* EXERCISE AIM:
Please repeat the listing exactly, starting at its first line and stopping after the line that contains "mesh container version".

* RECORDS SUPPLIED:
▬▬▬▬▬▬

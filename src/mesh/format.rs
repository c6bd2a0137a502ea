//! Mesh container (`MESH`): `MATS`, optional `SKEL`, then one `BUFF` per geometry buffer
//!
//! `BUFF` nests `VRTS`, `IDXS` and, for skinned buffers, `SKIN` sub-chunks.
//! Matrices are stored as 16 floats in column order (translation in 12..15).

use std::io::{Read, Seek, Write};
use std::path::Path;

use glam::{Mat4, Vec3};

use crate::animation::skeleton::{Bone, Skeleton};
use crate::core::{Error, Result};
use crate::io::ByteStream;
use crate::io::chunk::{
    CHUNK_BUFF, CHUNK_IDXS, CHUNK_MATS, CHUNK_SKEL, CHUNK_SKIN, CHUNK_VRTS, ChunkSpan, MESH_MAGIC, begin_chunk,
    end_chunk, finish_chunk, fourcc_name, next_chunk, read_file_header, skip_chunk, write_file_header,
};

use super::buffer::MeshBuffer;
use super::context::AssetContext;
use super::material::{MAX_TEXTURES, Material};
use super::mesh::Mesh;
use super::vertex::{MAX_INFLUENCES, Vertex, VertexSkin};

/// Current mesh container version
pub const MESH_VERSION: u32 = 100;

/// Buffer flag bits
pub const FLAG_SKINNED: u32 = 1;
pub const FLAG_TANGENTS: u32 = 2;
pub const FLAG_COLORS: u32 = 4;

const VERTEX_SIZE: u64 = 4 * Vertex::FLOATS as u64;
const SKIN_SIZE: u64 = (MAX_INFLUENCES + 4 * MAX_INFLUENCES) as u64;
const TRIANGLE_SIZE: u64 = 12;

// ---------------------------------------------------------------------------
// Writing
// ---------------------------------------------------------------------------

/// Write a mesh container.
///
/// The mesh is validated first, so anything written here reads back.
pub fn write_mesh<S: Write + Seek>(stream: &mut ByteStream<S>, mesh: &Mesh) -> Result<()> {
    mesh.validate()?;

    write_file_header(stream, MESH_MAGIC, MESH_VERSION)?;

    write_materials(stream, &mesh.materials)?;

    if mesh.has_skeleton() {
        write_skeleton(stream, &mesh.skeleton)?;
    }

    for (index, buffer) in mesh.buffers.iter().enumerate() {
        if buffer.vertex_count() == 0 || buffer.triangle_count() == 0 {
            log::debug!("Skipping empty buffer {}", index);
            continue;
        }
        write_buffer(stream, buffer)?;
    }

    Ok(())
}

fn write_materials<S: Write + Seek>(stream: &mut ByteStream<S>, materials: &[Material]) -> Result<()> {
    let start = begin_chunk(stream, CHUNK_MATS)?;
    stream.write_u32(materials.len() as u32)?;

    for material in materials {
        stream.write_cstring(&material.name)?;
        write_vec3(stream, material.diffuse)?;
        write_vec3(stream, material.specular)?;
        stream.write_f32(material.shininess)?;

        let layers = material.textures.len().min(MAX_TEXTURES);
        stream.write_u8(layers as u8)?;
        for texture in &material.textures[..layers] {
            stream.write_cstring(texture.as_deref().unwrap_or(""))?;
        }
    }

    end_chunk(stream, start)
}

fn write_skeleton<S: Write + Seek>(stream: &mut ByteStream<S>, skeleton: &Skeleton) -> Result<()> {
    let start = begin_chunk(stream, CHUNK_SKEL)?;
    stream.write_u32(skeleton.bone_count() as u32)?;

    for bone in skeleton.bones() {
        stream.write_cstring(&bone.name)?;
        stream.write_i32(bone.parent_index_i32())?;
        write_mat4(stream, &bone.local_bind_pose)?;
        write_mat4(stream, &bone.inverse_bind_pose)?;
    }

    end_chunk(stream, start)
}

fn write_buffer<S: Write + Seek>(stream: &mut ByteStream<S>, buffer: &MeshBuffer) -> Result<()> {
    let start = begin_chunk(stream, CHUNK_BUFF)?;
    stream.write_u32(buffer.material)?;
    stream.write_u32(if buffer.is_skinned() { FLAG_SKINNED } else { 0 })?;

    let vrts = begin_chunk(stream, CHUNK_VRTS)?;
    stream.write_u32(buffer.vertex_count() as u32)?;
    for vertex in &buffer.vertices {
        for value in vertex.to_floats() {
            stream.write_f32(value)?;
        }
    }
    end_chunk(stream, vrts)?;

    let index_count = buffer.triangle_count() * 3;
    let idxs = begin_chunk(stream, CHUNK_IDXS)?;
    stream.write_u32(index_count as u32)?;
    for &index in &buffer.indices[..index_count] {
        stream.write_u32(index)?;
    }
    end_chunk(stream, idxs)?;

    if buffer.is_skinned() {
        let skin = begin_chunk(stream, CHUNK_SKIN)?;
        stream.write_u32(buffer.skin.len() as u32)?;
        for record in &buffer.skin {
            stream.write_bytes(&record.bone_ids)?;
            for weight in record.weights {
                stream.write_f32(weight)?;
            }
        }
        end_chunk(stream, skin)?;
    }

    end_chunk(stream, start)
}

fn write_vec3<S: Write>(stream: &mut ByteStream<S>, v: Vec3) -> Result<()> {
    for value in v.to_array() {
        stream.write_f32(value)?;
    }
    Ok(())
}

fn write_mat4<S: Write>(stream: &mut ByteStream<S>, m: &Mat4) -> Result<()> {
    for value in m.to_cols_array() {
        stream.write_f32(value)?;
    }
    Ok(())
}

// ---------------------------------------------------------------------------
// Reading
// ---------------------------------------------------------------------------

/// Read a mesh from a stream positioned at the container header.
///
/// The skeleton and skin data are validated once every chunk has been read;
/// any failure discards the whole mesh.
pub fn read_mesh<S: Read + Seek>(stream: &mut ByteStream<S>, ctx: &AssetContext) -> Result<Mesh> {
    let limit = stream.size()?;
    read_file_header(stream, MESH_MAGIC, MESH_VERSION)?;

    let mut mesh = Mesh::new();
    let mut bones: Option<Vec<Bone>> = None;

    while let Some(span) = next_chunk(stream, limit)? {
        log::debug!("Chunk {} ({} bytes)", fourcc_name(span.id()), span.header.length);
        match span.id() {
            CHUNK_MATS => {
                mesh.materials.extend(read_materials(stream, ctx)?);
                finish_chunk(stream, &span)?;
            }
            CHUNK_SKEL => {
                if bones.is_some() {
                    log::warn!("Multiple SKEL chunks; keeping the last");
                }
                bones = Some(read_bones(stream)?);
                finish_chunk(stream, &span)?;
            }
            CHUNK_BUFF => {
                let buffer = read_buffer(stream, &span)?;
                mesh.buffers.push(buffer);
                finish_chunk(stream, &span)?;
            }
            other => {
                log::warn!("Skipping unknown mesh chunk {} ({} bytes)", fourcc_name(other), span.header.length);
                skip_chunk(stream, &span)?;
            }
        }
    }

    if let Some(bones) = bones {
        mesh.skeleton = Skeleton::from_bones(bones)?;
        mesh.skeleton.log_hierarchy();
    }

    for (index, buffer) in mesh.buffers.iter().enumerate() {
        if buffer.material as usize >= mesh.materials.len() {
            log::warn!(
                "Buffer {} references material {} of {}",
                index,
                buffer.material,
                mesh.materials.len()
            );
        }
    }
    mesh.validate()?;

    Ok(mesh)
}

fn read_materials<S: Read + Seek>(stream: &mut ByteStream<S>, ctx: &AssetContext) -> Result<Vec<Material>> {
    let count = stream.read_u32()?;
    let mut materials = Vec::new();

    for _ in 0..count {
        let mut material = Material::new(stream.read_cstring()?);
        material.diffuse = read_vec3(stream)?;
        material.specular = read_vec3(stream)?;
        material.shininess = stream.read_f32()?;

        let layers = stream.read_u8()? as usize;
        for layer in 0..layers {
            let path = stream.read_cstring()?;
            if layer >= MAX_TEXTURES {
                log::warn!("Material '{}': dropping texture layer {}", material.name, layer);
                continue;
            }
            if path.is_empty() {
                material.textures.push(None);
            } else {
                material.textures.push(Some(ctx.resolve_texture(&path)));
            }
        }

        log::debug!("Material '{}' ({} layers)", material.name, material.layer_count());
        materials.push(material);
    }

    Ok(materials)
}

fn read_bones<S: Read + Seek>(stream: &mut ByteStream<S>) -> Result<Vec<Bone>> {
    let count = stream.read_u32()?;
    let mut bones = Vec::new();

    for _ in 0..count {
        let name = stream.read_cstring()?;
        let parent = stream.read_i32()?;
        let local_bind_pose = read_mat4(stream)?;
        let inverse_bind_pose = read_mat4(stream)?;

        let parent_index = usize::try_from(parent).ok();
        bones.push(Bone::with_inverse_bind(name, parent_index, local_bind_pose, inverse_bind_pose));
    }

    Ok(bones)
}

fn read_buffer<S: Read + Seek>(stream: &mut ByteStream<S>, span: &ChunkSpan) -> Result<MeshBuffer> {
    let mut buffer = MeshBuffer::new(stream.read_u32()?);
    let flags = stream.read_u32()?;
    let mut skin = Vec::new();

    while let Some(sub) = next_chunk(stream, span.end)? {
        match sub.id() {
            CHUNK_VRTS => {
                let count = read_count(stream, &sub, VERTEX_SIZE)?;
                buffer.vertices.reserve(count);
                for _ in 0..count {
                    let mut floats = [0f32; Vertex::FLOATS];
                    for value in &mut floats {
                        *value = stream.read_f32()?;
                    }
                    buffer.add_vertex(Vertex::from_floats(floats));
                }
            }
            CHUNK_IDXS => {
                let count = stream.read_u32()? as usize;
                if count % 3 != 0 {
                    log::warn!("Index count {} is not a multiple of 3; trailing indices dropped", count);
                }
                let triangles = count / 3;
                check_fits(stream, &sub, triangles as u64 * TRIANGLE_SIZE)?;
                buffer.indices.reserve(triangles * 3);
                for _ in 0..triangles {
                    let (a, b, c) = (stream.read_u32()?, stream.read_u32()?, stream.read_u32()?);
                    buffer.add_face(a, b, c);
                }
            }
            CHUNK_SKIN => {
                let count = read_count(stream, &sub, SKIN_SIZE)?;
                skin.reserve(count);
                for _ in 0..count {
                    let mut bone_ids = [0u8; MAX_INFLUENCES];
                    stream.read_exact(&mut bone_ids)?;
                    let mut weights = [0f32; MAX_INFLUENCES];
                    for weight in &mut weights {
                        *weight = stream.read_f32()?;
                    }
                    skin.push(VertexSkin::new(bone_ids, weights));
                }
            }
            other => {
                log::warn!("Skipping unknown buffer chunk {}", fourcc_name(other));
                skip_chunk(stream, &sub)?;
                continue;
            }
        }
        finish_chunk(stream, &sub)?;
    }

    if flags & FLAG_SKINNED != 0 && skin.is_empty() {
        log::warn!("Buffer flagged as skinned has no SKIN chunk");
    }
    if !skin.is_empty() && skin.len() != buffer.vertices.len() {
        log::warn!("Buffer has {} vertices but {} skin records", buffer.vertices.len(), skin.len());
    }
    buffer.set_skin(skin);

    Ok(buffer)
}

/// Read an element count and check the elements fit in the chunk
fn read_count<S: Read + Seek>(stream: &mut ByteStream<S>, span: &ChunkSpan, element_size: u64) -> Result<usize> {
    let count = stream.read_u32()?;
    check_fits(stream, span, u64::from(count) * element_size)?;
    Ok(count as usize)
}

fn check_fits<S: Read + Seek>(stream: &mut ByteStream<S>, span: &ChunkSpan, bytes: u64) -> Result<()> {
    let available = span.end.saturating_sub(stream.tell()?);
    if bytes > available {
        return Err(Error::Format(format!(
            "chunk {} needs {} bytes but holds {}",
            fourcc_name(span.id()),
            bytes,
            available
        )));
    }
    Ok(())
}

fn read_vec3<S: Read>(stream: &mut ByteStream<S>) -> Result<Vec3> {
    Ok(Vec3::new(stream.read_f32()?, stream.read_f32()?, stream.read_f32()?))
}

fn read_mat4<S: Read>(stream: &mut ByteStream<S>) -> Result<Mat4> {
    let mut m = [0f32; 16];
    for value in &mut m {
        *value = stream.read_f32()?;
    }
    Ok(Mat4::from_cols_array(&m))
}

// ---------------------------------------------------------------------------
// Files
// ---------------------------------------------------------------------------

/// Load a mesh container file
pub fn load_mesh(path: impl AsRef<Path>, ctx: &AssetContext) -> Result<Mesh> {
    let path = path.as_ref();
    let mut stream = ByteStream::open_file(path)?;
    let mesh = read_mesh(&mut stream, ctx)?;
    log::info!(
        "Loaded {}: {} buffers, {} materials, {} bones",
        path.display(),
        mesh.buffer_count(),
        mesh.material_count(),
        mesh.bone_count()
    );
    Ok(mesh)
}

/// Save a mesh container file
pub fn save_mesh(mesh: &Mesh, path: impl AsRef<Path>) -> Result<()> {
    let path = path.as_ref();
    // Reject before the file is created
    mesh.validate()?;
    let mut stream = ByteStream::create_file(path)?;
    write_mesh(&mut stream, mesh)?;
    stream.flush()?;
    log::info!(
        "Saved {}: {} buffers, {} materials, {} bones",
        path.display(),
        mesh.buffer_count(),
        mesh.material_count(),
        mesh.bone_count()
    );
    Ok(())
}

▬▬▬▬▬▬

* TASK RESULT:
filename src/mesh/format.rs
repository c6bd2a0137a502ea
//! Mesh container (`MESH`): `MATS`, optional `SKEL`, then one `BUFF` per geometry buffer
//!
//! `BUFF` nests `VRTS`, `IDXS` and, for skinned buffers, `SKIN` sub-chunks.
//! Matrices are stored as 16 floats in column order (translation in 12..15).

use std::io::{Read, Seek, Write};
use std::path::Path;

use glam::{Mat4, Vec3};

use crate::animation::skeleton::{Bone, Skeleton};
use crate::core::{Error, Result};
use crate::io::ByteStream;
use crate::io::chunk::{
    CHUNK_BUFF, CHUNK_IDXS, CHUNK_MATS, CHUNK_SKEL, CHUNK_SKIN, CHUNK_VRTS, ChunkSpan, MESH_MAGIC, begin_chunk,
    end_chunk, finish_chunk, fourcc_name, next_chunk, read_file_header, skip_chunk, write_file_header,
};

use super::buffer::MeshBuffer;
use super::context::AssetContext;
use super::material::{MAX_TEXTURES, Material};
use super::mesh::Mesh;
use super::vertex::{MAX_INFLUENCES, Vertex, VertexSkin};

/// Current mesh container version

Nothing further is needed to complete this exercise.